To do this, wellbeing – taken here to mean the maintenance of strong mental and physical activity levels – must be embraced as a central pillar of our health service and our most effective form of prevention against the growing demand for social care.
‘Social care’ as a concept has changed little since 1948. The introduction of the National Assistance Act that year specified that ‘persons who by reason of age, infirmity or any other circumstances are in need of care and attention’ were to be offered residential accommodation. The continued assumption that social care is a natural inevitability, with double the number of those over 80 alive today, is creating a worryingly dependent population.

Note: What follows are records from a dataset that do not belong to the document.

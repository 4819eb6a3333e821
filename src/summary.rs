//! Cart Summary

use std::io;

use rusty_money::iso::Currency;
use tabled::{
    builder::Builder,
    settings::{Alignment, Style, object::Columns},
};
use thiserror::Error;

use crate::{
    cart::Cart,
    pricing::{format_amount, line_total},
};

/// Errors that can occur while writing a cart summary.
#[derive(Debug, Error)]
pub enum SummaryError {
    /// Writing to the output failed.
    #[error("failed to write cart summary")]
    Io(#[from] io::Error),
}

/// Write the cart as a table followed by its total.
///
/// # Errors
///
/// Returns a [`SummaryError`] if the output cannot be written.
pub fn write_cart(
    mut out: impl io::Write,
    cart: &Cart,
    currency: &'static Currency,
) -> Result<(), SummaryError> {
    if cart.is_empty() {
        writeln!(out, "Cart is empty")?;

        return Ok(());
    }

    let mut builder = Builder::default();

    builder.push_record(["Code", "Product", "Price", "Quantity", "Line Total"]);

    for item in &cart.items {
        builder.push_record([
            item.product_code.clone(),
            item.product_name.clone(),
            format_amount(item.price, currency),
            item.quantity.to_string(),
            format_amount(line_total(item), currency),
        ]);
    }

    let mut table = builder.build();

    table.with(Style::modern_rounded());
    table.modify(Columns::new(2..5), Alignment::right());

    writeln!(out, "{table}")?;
    writeln!(out, "Total: {}", format_amount(cart.total_amount, currency))?;

    Ok(())
}
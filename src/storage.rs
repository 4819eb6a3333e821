//! Storage
//!
//! Key/value client storage backing the cart. The interface mirrors the browser's
//! `localStorage`: string values addressed by string keys.

use std::io;

use thiserror::Error;

#[cfg(target_arch = "wasm32")]
pub mod browser;
pub mod file;
pub mod memory;

#[cfg(target_arch = "wasm32")]
pub use browser::BrowserStorage;
pub use file::FileStorage;
pub use memory::MemoryStorage;

/// Errors raised by storage backends.
#[derive(Debug, Error)]
pub enum StorageError {
    /// Reading or writing the backing file failed.
    #[error("storage io error")]
    Io(#[from] io::Error),

    /// The key cannot be used by this backend.
    #[error("invalid storage key: {0:?}")]
    InvalidKey(String),

    /// A previous writer panicked while holding the storage lock.
    #[error("storage lock poisoned")]
    Poisoned,

    /// The browser storage API is missing or rejected the operation.
    #[error("browser storage unavailable: {0}")]
    Unavailable(String),
}

/// Key/value storage for serialized client state.
pub trait Storage {
    /// Read the value stored under `key`, or `None` when nothing is stored.
    ///
    /// # Errors
    ///
    /// Returns a [`StorageError`] when the backend cannot be read.
    fn get_item(&self, key: &str) -> Result<Option<String>, StorageError>;

    /// Store `value` under `key`, replacing any previous value.
    ///
    /// # Errors
    ///
    /// Returns a [`StorageError`] when the backend cannot be written.
    fn set_item(&self, key: &str, value: &str) -> Result<(), StorageError>;

    /// Remove the value stored under `key`. Removing a missing key succeeds.
    ///
    /// # Errors
    ///
    /// Returns a [`StorageError`] when the backend cannot be written.
    fn remove_item(&self, key: &str) -> Result<(), StorageError>;
}

impl<S: Storage + ?Sized> Storage for &S {
    fn get_item(&self, key: &str) -> Result<Option<String>, StorageError> {
        (**self).get_item(key)
    }

    fn set_item(&self, key: &str, value: &str) -> Result<(), StorageError> {
        (**self).set_item(key, value)
    }

    fn remove_item(&self, key: &str) -> Result<(), StorageError> {
        (**self).remove_item(key)
    }
}
//! Orders

pub mod errors;
pub mod service;

pub use errors::OrdersServiceError;
pub use service::*;
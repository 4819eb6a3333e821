//! Browser storage

use web_sys::Storage as WebStorage;

use crate::storage::{Storage, StorageError};

/// `window.localStorage`.
#[derive(Debug, Clone)]
pub struct BrowserStorage {
    storage: WebStorage,
}

impl BrowserStorage {
    /// Open the window's local storage.
    ///
    /// # Errors
    ///
    /// Returns [`StorageError::Unavailable`] outside a window context or when the browser
    /// denies access to local storage.
    pub fn local() -> Result<Self, StorageError> {
        let window = web_sys::window()
            .ok_or_else(|| StorageError::Unavailable("no window".to_string()))?;

        let storage = window
            .local_storage()
            .map_err(|error| StorageError::Unavailable(format!("{error:?}")))?
            .ok_or_else(|| StorageError::Unavailable("localStorage is disabled".to_string()))?;

        Ok(Self { storage })
    }
}

impl Storage for BrowserStorage {
    fn get_item(&self, key: &str) -> Result<Option<String>, StorageError> {
        self.storage
            .get_item(key)
            .map_err(|error| StorageError::Unavailable(format!("{error:?}")))
    }

    fn set_item(&self, key: &str, value: &str) -> Result<(), StorageError> {
        self.storage
            .set_item(key, value)
            .map_err(|error| StorageError::Unavailable(format!("{error:?}")))
    }

    fn remove_item(&self, key: &str) -> Result<(), StorageError> {
        self.storage
            .remove_item(key)
            .map_err(|error| StorageError::Unavailable(format!("{error:?}")))
    }
}
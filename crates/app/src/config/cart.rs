//! Cart Storage Config

use std::path::PathBuf;

use clap::Args;
use rusty_money::iso::{self, Currency};
use storefront::cart::CART_STORAGE_KEY;

/// Cart storage settings.
#[derive(Debug, Args)]
pub struct CartConfig {
    /// Directory the cart state is stored in
    #[arg(long, env = "STOREFRONT_CART_DIR", default_value = ".storefront", global = true)]
    pub cart_dir: PathBuf,

    /// Storage key of the cart state
    #[arg(long, env = "STOREFRONT_CART_KEY", default_value = CART_STORAGE_KEY, global = true)]
    pub cart_key: String,

    /// ISO 4217 currency prices are shown in
    #[arg(
        long,
        env = "STOREFRONT_CURRENCY",
        default_value = "USD",
        value_parser = parse_currency,
        global = true
    )]
    pub currency: &'static Currency,
}

fn parse_currency(code: &str) -> Result<&'static Currency, String> {
    iso::find(&code.to_ascii_uppercase()).ok_or_else(|| format!("unknown currency: {code}"))
}

#[cfg(test)]
mod tests {
    use super::*;

    #[test]
    fn parses_currency_codes_case_insensitively() {
        assert_eq!(parse_currency("eur").map(|currency| currency.iso_alpha_code), Ok("EUR"));
        assert!(parse_currency("XYZ").is_err());
    }
}
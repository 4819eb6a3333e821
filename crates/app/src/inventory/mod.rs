//! Inventory

use storefront::inventory::{InventoryRecord, InventoryUpdateOutcome};
use tracing::{error, info};

pub mod errors;
pub mod service;

pub use errors::InventoryServiceError;
pub use service::*;

/// Apply an inventory update and report its outcome.
///
/// Failures are logged and classified, never retried.
pub async fn update_inventory(
    service: &dyn InventoryService,
    record: InventoryRecord,
) -> InventoryUpdateOutcome {
    let id = record.id;

    match service.update_inventory(record).await {
        Ok(updated) => {
            info!(
                id,
                product_code = %updated.product_code,
                available_quantity = updated.available_quantity,
                "inventory updated"
            );

            InventoryUpdateOutcome::Updated(updated)
        }
        Err(err) => {
            error!(id, error = %err, "failed to update inventory");

            err.outcome()
        }
    }
}

#[cfg(test)]
mod tests {
    use reqwest::StatusCode;

    use crate::http::HttpError;

    use super::*;

    fn record() -> InventoryRecord {
        InventoryRecord {
            id: 3,
            product_code: "P100".to_string(),
            available_quantity: 40,
            reserved_items: 2,
        }
    }

    fn failing_with(status: StatusCode) -> MockInventoryService {
        let mut service = MockInventoryService::new();

        service.expect_update_inventory().once().returning(move |_| {
            Err(InventoryServiceError::from(HttpError::Status {
                status,
                body: String::new(),
            }))
        });

        service
    }

    #[tokio::test]
    async fn successful_update_returns_stored_record() {
        let mut service = MockInventoryService::new();

        service
            .expect_update_inventory()
            .withf(|record| record.id == 3 && record.available_quantity == 50)
            .once()
            .returning(Ok);

        let outcome = update_inventory(&service, record().with_available_quantity(50)).await;

        assert_eq!(
            outcome,
            InventoryUpdateOutcome::Updated(record().with_available_quantity(50))
        );
        assert_eq!(outcome.message(), "Inventory updated successfully");
    }

    #[tokio::test]
    async fn failures_map_to_distinct_messages() {
        let cases = [
            (StatusCode::NOT_FOUND, "Inventory item not found"),
            (
                StatusCode::INTERNAL_SERVER_ERROR,
                "Server error while updating inventory",
            ),
            (StatusCode::BAD_REQUEST, "Failed to update inventory"),
            (StatusCode::SERVICE_UNAVAILABLE, "Failed to update inventory"),
        ];

        for (status, message) in cases {
            let outcome = update_inventory(&failing_with(status), record()).await;

            assert!(!outcome.is_success());
            assert_eq!(outcome.message(), message, "unexpected message for {status}");
        }
    }
}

As we have been aware for some time now, the money is not there to support this dated approach. The Health Foundation estimates the growing social care funding gap will reach £14.4bn by 2030/31 unless additional action is taken, whilst a report last week from the LSE and Lancet medical journal called for a funding boost of £102bn over the next decade.
The Government’s ongoing hesitancy could prove to be one of the biggest political failures of our time. Many can simply no longer access or afford care, whilst throwing more money at the problem will not solve the underlying causes burdening our social care system.
So what if a significant part of the answer lay in prevention rather than reform? We now know that the normal biological ageing process should not be a cause of significant health problems until the age of 90. Yes, an element of luck is required to avoid certain unpreventable illnesses, but most of the problems routinely assumed to be a result of ageing are instead due to a loss of physical and mental activity which precipitates disease.
The links between a loss of activity and disease are clear: the Lancet Commission estimates that dementia rates can be reduced by 40% just by keeping the brain oxygen-rich and maintaining a challenged and engaged mind.
From an over reliance on cars to get around to the increase in workers at desk jobs, the modern world is sapping activity out of us all. The traditional culture of care compounds the issue by wrongly assuming that when older people begin to lose the ability to do a task, they require it to be done for them. Yet that need not be the case.
Our healthcare system can take the lead in addressing this loss of mental and physical activity but achieving a shift from a culture of care to one of enablement requires an innovative approach – one that encourages people from different fields to come together to find new solutions to old problems. The scale of the task is too great for the NHS to manage alone.
As the first Chief Knowledge Officer of the NHS and a tech entrepreneur, we come from two distinctly different backgrounds whilst sharing a common belief in challenging the status quo surrounding social care.
United around this goal, we have pooled our expertise to create interactive wellbeing courses hosted by Learning with Experts, a social learning provider, that are now being used by Active Partnerships in regions covering 20m people across the UK.
The courses, underpinned by innovative technology, are designed to prevent isolated education by building active communities of people that learn and thrive together. This is a promising start, but there is still some way to go. A nationwide learning and activity program, ensuring everyone has access to learning about wellbeing, can be the catalyst needed to prevent the loss of activity that is driving our care system to the brink.
Although this alone will not be a panacea for social care demand – and there remains a need to reorganise bureaucratic elements of our health service – educating our citizens on the benefits of physical and mental activity could be the difference between many of them becoming dependent on care in later years or living well in their own homes.
By embracing wellbeing as our first line of prevention we can radically alter the direction of social care in the UK, save our health service billions and enable people to live longer, better lives.